When that happens, Church, you better not resort to clichés. You better be prepared to show him resurrection-of-the-body hope at work among you.
You might as well get ready now, Church, because when those years arrive you will have to struggle just to have your voice heard above all the callings that claim his attention and tempt his loyalty. Just when time seems to race by for his parents, tomorrow will seem forever away to him. Everything, from the face he sees in the morning mirror to the fickle loyalties of his friends, will change almost every day.
And whether he knows it or not, Church, what he will need from you all is a community of constancy. He will need a people who refuse to let go of him, who refuse to let go of what they know to be true and enduring, who refuse to let him slip away before he learns to describe his world with the language you speak.
And he’ll never admit it to you Church, but what he’ll need in those years is a place where he need not wear a mask, a place where vulnerability isn’t a dirty word, a place where a life of mercy and love and gratitude is a viable and even compelling alternative.
And then he’ll start high school. You’ll only have four years of Sundays left with him. Be warned: it will be harder for you to get his attention because he’ll no longer be listening to your words.
He’ll be looking at your life.
I know, scary right?
When he worships with you, he’ll wonder if you’re as friendly as you think you are.
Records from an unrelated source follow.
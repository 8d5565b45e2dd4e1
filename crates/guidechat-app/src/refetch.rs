//! Fixed-interval refetch schedule.
//!
//! Used by views that poll a REST listing instead of holding a live
//! subscription. Independent of the room session state machine.

use std::{ops::Sub, time::Duration};

/// Tracks when a polled resource is next due.
#[derive(Debug, Clone)]
pub struct RefetchSchedule<I> {
    interval: Duration,
    last: Option<I>,
}

impl<I> RefetchSchedule<I>
where
    I: Copy + Ord + Sub<Output = Duration>,
{
    /// Poll interval used by the message list view.
    pub const DEFAULT_INTERVAL: Duration = Duration::from_millis(3000);

    /// Shortest accepted interval.
    pub const MIN_INTERVAL: Duration = Duration::from_millis(100);

    /// Schedule with the given interval, raised to [`Self::MIN_INTERVAL`] if
    /// shorter. The first poll is due immediately.
    pub fn new(interval: Duration) -> Self {
        Self { interval: interval.max(Self::MIN_INTERVAL), last: None }
    }

    /// Configured interval.
    pub fn interval(&self) -> Duration {
        self.interval
    }

    /// A fetch is due at `now`.
    pub fn is_due(&self, now: I) -> bool {
        self.last.is_none_or(|last| now - last >= self.interval)
    }

    /// Returns `true` and records the fetch if one is due.
    pub fn poll(&mut self, now: I) -> bool {
        if self.is_due(now) {
            self.last = Some(now);
            true
        } else {
            false
        }
    }

    /// Make the next poll due immediately.
    pub fn reset(&mut self) {
        self.last = None;
    }
}

impl<I> Default for RefetchSchedule<I>
where
    I: Copy + Ord + Sub<Output = Duration>,
{
    fn default() -> Self {
        Self::new(Self::DEFAULT_INTERVAL)
    }
}
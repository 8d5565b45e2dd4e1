//! Deterministic simulation harness for guide chat.
//!
//! In-memory implementations of the REST API, the STOMP broker and the
//! runtime [`Driver`](guidechat_app::Driver), all running on tokio's paused
//! clock. The production [`guidechat_app::Runtime`] runs unchanged on top, so
//! reconnect delays, fetch latency and heart-beat deadlines are crossed
//! instantly and reproducibly.
//!
//! # Invariant Testing
//!
//! The `invariants` module provides behavioral testing through invariant
//! checks. Invariants verify WHAT must be true across all execution paths, not
//! specific scenarios. [`SimDriver`] checks [`InvariantRegistry::standard()`]
//! on every render and records violations for the test to assert on.

#![forbid(unsafe_code)]
#![warn(missing_docs)]

pub mod invariants;
pub mod sim_driver;
pub mod sim_env;
pub mod sim_server;

pub use invariants::{
    ClosedSessionIsEmpty, ConnectedOnlyWhenActive, Invariant, InvariantRegistry, InvariantResult,
    NoForeignMessages, SessionSnapshot, UniqueMessageIds, Violation,
};
pub use sim_driver::{Recording, SimDriver, SimDriverError, SimHandle, TICK_INTERVAL};
pub use sim_env::SimEnv;
pub use sim_server::{Delivery, SimServer};
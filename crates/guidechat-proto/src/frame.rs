//! STOMP frame type and encoder.
//!
//! A `Frame` is one protocol unit on the chat transport:
//!
//! ```text
//! COMMAND\n
//! name:value\n      (zero or more headers)
//! \n
//! body\0
//! ```
//!
//! Frames are plain data. Which frames to send, and when, is decided by the
//! connection state machine in `guidechat-core`.

use bytes::{BufMut, Bytes};
use serde::{Serialize, de::DeserializeOwned};

use crate::{
    Command, HeartBeat,
    errors::{ProtocolError, Result},
};

/// Largest body accepted by the decoder or produced by the encoder.
pub const MAX_BODY_SIZE: usize = 1024 * 1024;

/// One STOMP frame.
///
/// # Invariants
///
/// - Header order is preserved. When a header name repeats, the first
///   occurrence is authoritative, as STOMP 1.2 requires.
/// - Header names are non-empty and never contain `:` or line breaks; this is
///   checked on [`Frame::encode`].
#[derive(Debug, Clone, PartialEq, Eq)]
pub struct Frame {
    /// Frame command.
    pub command: Command,
    /// Headers in wire order.
    headers: Vec<(String, String)>,
    /// Raw body bytes.
    pub body: Bytes,
}

impl Frame {
    /// Create a frame with no headers and an empty body.
    #[must_use]
    pub fn new(command: Command) -> Self {
        Self { command, headers: Vec::new(), body: Bytes::new() }
    }

    /// Append a header.
    #[must_use]
    pub fn with_header(mut self, name: impl Into<String>, value: impl Into<String>) -> Self {
        self.headers.push((name.into(), value.into()));
        self
    }

    /// Replace the body.
    #[must_use]
    pub fn with_body(mut self, body: impl Into<Bytes>) -> Self {
        self.body = body.into();
        self
    }

    /// `CONNECT` frame advertising STOMP 1.2 and the given heart-beat.
    ///
    /// The bearer token, when present, travels as an `Authorization` header
    /// because the broker authenticates the STOMP session, not the socket.
    #[must_use]
    pub fn connect(heartbeat: HeartBeat, token: Option<&str>) -> Self {
        let frame = Self::new(Command::Connect)
            .with_header("accept-version", "1.2")
            .with_header("heart-beat", heartbeat.to_header());
        match token {
            Some(token) => frame.with_header("Authorization", format!("Bearer {token}")),
            None => frame,
        }
    }

    /// `SUBSCRIBE` frame for `destination` under subscription `id`.
    #[must_use]
    pub fn subscribe(id: &str, destination: &str) -> Self {
        Self::new(Command::Subscribe).with_header("id", id).with_header("destination", destination)
    }

    /// `UNSUBSCRIBE` frame for subscription `id`.
    #[must_use]
    pub fn unsubscribe(id: &str) -> Self {
        Self::new(Command::Unsubscribe).with_header("id", id)
    }

    /// `SEND` frame carrying `payload` as JSON.
    pub fn send_json<T: Serialize>(destination: &str, payload: &T) -> Result<Self> {
        let body = serde_json::to_vec(payload)?;
        Ok(Self::new(Command::Send)
            .with_header("destination", destination)
            .with_header("content-type", "application/json")
            .with_body(body))
    }

    /// `DISCONNECT` frame.
    #[must_use]
    pub fn disconnect() -> Self {
        Self::new(Command::Disconnect)
    }

    /// First value of header `name`. `None` if absent.
    pub fn header(&self, name: &str) -> Option<&str> {
        self.headers.iter().find(|(n, _)| n == name).map(|(_, v)| v.as_str())
    }

    /// Value of header `name`, or [`ProtocolError::MissingHeader`].
    pub fn require_header(&self, name: &'static str) -> Result<&str> {
        self.header(name)
            .ok_or(ProtocolError::MissingHeader { command: self.command.as_str(), header: name })
    }

    /// All headers in wire order.
    pub fn headers(&self) -> impl Iterator<Item = (&str, &str)> {
        self.headers.iter().map(|(n, v)| (n.as_str(), v.as_str()))
    }

    /// Body as UTF-8 text.
    pub fn body_str(&self) -> Result<&str> {
        std::str::from_utf8(&self.body).map_err(|_| ProtocolError::InvalidUtf8)
    }

    /// Deserialize the body as JSON.
    pub fn json<T: DeserializeOwned>(&self) -> Result<T> {
        Ok(serde_json::from_slice(&self.body)?)
    }

    /// Encode the frame into `dst`.
    ///
    /// A `content-length` header is added for non-empty bodies unless the
    /// caller already set one, so bodies may safely contain NUL bytes.
    ///
    /// # Errors
    ///
    /// - `ProtocolError::InvalidHeader` for an empty name or one containing
    ///   `:`, `\r` or `\n`, and for an unescapable `CONNECT` header value
    /// - `ProtocolError::BodyTooLarge` if the body exceeds [`MAX_BODY_SIZE`]
    pub fn encode(&self, dst: &mut impl BufMut) -> Result<()> {
        if self.body.len() > MAX_BODY_SIZE {
            return Err(ProtocolError::BodyTooLarge { size: self.body.len(), max: MAX_BODY_SIZE });
        }

        let escape = self.command.escapes_headers();

        dst.put_slice(self.command.as_str().as_bytes());
        dst.put_u8(b'\n');

        for (name, value) in &self.headers {
            if name.is_empty() || name.contains([':', '\r', '\n']) {
                return Err(ProtocolError::InvalidHeader(name.clone()));
            }
            if escape {
                dst.put_slice(escape_header(name).as_bytes());
                dst.put_u8(b':');
                dst.put_slice(escape_header(value).as_bytes());
            } else {
                if value.contains(['\r', '\n']) {
                    return Err(ProtocolError::InvalidHeader(name.clone()));
                }
                dst.put_slice(name.as_bytes());
                dst.put_u8(b':');
                dst.put_slice(value.as_bytes());
            }
            dst.put_u8(b'\n');
        }

        if !self.body.is_empty() && self.header("content-length").is_none() {
            dst.put_slice(format!("content-length:{}\n", self.body.len()).as_bytes());
        }

        dst.put_u8(b'\n');
        dst.put_slice(&self.body);
        dst.put_u8(0);

        Ok(())
    }

    /// Encode the frame as a text transport message.
    ///
    /// # Errors
    ///
    /// As [`Frame::encode`], plus `ProtocolError::InvalidUtf8` for a binary
    /// body.
    pub fn to_text(&self) -> Result<String> {
        let mut buf = Vec::with_capacity(64 + self.body.len());
        self.encode(&mut buf)?;
        String::from_utf8(buf).map_err(|_| ProtocolError::InvalidUtf8)
    }
}

/// Escape a header name or value for frames other than `CONNECT`/`CONNECTED`.
pub(crate) fn escape_header(raw: &str) -> String {
    let mut out = String::with_capacity(raw.len());
    for c in raw.chars() {
        match c {
            '\\' => out.push_str("\\\\"),
            '\n' => out.push_str("\\n"),
            '\r' => out.push_str("\\r"),
            ':' => out.push_str("\\c"),
            other => out.push(other),
        }
    }
    out
}

/// Reverse [`escape_header`].
pub(crate) fn unescape_header(raw: &str) -> Result<String> {
    let mut out = String::with_capacity(raw.len());
    let mut chars = raw.chars();
    while let Some(c) = chars.next() {
        if c != '\\' {
            out.push(c);
            continue;
        }
        match chars.next() {
            Some('\\') => out.push('\\'),
            Some('n') => out.push('\n'),
            Some('r') => out.push('\r'),
            Some('c') => out.push(':'),
            _ => return Err(ProtocolError::InvalidEscape(raw.to_string())),
        }
    }
    Ok(out)
}

#[cfg(test)]
mod tests {
    use std::time::Duration;

    use super::*;

    #[test]
    fn connect_frame_wire_format() {
        let heartbeat = HeartBeat::new(Duration::from_secs(4), Duration::from_secs(4));
        let text = Frame::connect(heartbeat, Some("abc")).to_text().unwrap();

        insta::assert_snapshot!(text.replace('\0', "^@"), @r"
        CONNECT
        accept-version:1.2
        heart-beat:4000,4000
        Authorization:Bearer abc

        ^@
        ");
    }

    #[test]
    fn connect_without_token_omits_authorization() {
        let frame = Frame::connect(HeartBeat::default(), None);
        assert!(frame.header("Authorization").is_none());
    }

    #[test]
    fn send_adds_content_length() {
        let frame = Frame::send_json("/pub/userchat/7/messages", &serde_json::json!({"content": "hi"}))
            .unwrap();
        let text = frame.to_text().unwrap();

        assert!(text.starts_with("SEND\ndestination:/pub/userchat/7/messages\n"));
        assert!(text.contains("content-length:16\n"));
        assert!(text.ends_with("\n\n{\"content\":\"hi\"}\0"));
    }

    #[test]
    fn escaped_header_values() {
        let frame = Frame::new(Command::Message).with_header("note", "a:b\nc\\d");
        let text = frame.to_text().unwrap();
        assert!(text.contains("note:a\\cb\\nc\\\\d\n"));
    }

    #[test]
    fn rejects_header_name_with_colon() {
        let frame = Frame::new(Command::Send).with_header("bad:name", "x");
        assert!(matches!(frame.to_text(), Err(ProtocolError::InvalidHeader(_))));
    }

    #[test]
    fn rejects_oversized_body() {
        let frame = Frame::new(Command::Send).with_body(vec![b'a'; MAX_BODY_SIZE + 1]);
        assert!(matches!(frame.to_text(), Err(ProtocolError::BodyTooLarge { .. })));
    }

    #[test]
    fn first_header_occurrence_wins() {
        let frame =
            Frame::new(Command::Message).with_header("destination", "a").with_header("destination", "b");
        assert_eq!(frame.header("destination"), Some("a"));
    }

    #[test]
    fn unescape_rejects_unknown_sequence() {
        assert!(matches!(unescape_header("a\\tb"), Err(ProtocolError::InvalidEscape(_))));
        assert_eq!(unescape_header("a\\cb\\\\").unwrap(), "a:b\\");
    }
}
//! Simulated environment on tokio's clock.

use std::{future::Future, time::Duration};

use guidechat_core::env::Environment;

/// Environment backed by `tokio::time`.
///
/// Under a paused runtime (`start_paused = true`) time only moves when every
/// task is idle, so sleeps complete instantly and in deterministic order.
#[derive(Debug, Clone, Copy, Default)]
pub struct SimEnv;

impl Environment for SimEnv {
    type Instant = tokio::time::Instant;

    fn now(&self) -> Self::Instant {
        tokio::time::Instant::now()
    }

    fn sleep(&self, duration: Duration) -> impl Future<Output = ()> + Send {
        tokio::time::sleep(duration)
    }
}

#[cfg(test)]
mod tests {
    use super::*;

    #[tokio::test(start_paused = true)]
    async fn sleep_advances_virtual_time() {
        let env = SimEnv;
        let start = env.now();
        env.sleep(Duration::from_secs(5)).await;
        assert_eq!(env.now() - start, Duration::from_secs(5));
    }
}
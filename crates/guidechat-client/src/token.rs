//! Shared bearer token.

use std::sync::{PoisonError, RwLock};

use guidechat_app::TokenProvider;
use guidechat_core::BearerToken;

/// Token shared between the REST client and the broker handshake.
///
/// Whoever handles sign-in writes it; every request and every new connection
/// reads the current value.
#[derive(Debug, Default)]
pub struct TokenStore {
    token: RwLock<Option<BearerToken>>,
}

impl TokenStore {
    /// Store holding `token`.
    pub fn new(token: Option<BearerToken>) -> Self {
        Self { token: RwLock::new(token) }
    }

    /// Replace the token.
    pub fn set(&self, token: BearerToken) {
        *self.token.write().unwrap_or_else(PoisonError::into_inner) = Some(token);
    }

    /// Sign out.
    pub fn clear(&self) {
        *self.token.write().unwrap_or_else(PoisonError::into_inner) = None;
    }
}

impl TokenProvider for TokenStore {
    fn token(&self) -> Option<BearerToken> {
        self.token.read().unwrap_or_else(PoisonError::into_inner).clone()
    }
}

#[cfg(test)]
mod tests {
    use super::*;

    #[test]
    fn set_and_clear() {
        let store = TokenStore::default();
        assert!(store.token().is_none());

        store.set(BearerToken::new("abc"));
        assert_eq!(store.token(), Some(BearerToken::new("abc")));

        store.clear();
        assert!(store.token().is_none());
    }
}
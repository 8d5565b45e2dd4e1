//! Room session state machine.
//!
//! This module defines [`RoomSession`], which binds the currently selected
//! chat room to one broker connection and one message buffer. It consumes
//! [`crate::SessionEvent`] inputs and produces [`crate::SessionAction`]
//! instructions for the runtime to execute.
//!
//! # Lifecycle
//!
//! ```text
//! Idle ──select──> Loading ──history──> Connecting ──CONNECTED──> Active
//!                     │                     ^                      │
//!                     │ not found / error   └──── transport closed ┘
//!                     ↓                                            │ ERROR
//!                Unavailable                      Failed <─────────┘
//! ```
//!
//! Selecting another room tears the previous binding down first. Unmounting
//! from any state lands in `Closed`.
//!
//! # Staleness
//!
//! Every request and transport link carries the [`SessionTag`] current when it
//! was issued. Completions whose tag no longer matches are dropped, so a slow
//! response for an earlier room can never reach the current buffer.

use std::{
    ops::Sub,
    sync::Arc,
    time::{Duration, Instant},
};

use guidechat_core::{
    ConnectionAction, ConnectionConfig, ConnectionEvent, ConnectionManager, ConnectionStatus,
    MessageReconciler, SubscriptionId,
};
use guidechat_proto::{ChatMessage, Frame, OutgoingMessage, RoomId, RoomInfo, UserId, destination};

use crate::{
    FetchError, MessageSide, Notice, SessionAction, SessionEvent, SessionState, SessionTag,
    TokenProvider, Unavailability,
};

/// Everything bound to one room selection.
#[derive(Debug)]
struct Binding<I>
where
    I: Copy + Ord + Send + Sync + Sub<Output = Duration>,
{
    tag: SessionTag,
    room: Option<RoomInfo>,
    connection: ConnectionManager<I>,
    reconciler: MessageReconciler,
    subscription: Option<SubscriptionId>,
}

/// Room session state machine.
///
/// Pure state machine that processes events and produces actions.
/// No I/O dependencies - fully testable in simulation.
pub struct RoomSession<I = Instant>
where
    I: Copy + Ord + Send + Sync + Sub<Output = Duration>,
{
    /// Lifecycle state.
    state: SessionState,
    /// Current room binding. `None` while idle or after unmount.
    binding: Option<Binding<I>>,
    /// Selection counter, bumped on every room selection.
    generation: u64,
    /// Connection configuration for every binding.
    config: ConnectionConfig,
    /// Credential source, read when a connection opens.
    tokens: Arc<dyn TokenProvider>,
    /// Signed-in user, for message sides.
    user_id: Option<UserId>,
    /// Latest notice. `None` once cleared.
    notice: Option<Notice>,
}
He’ll wonder if you ever experience awe and mystery or whether you’re just ticking off your weekly obligation and hoping it won’t be too boring. He’ll wonder if you’re loose and free enough to allow the Spirit to enter your worship.
And your lives.
He’ll look at your life, Church, and he’ll question whether you conform your views and values to the God of Jesus Christ or whether you’ve sketched an idol in your own unthreatening image. He probably won’t put it in those words, Church, or any words at all for that matter, but trust me he’ll be thinking it.
In these years, his BS Radar will be acute so you better not patronize him, Church. You have a tendency to do that when a young person puts you on your heels by asking questions. You better learn how to treat him as a member of the Body of the Christ.
This may be the last time you have his attention. So, for his sake, I hope you lead a life that leads to the Gospel.
And I pray that, just when he’s being pressured and pushed to get ahead, to pursue his future, to achieve success, and to grab after his dreams, by then you will have taught him that servant-hood is the only path that leads to treasure.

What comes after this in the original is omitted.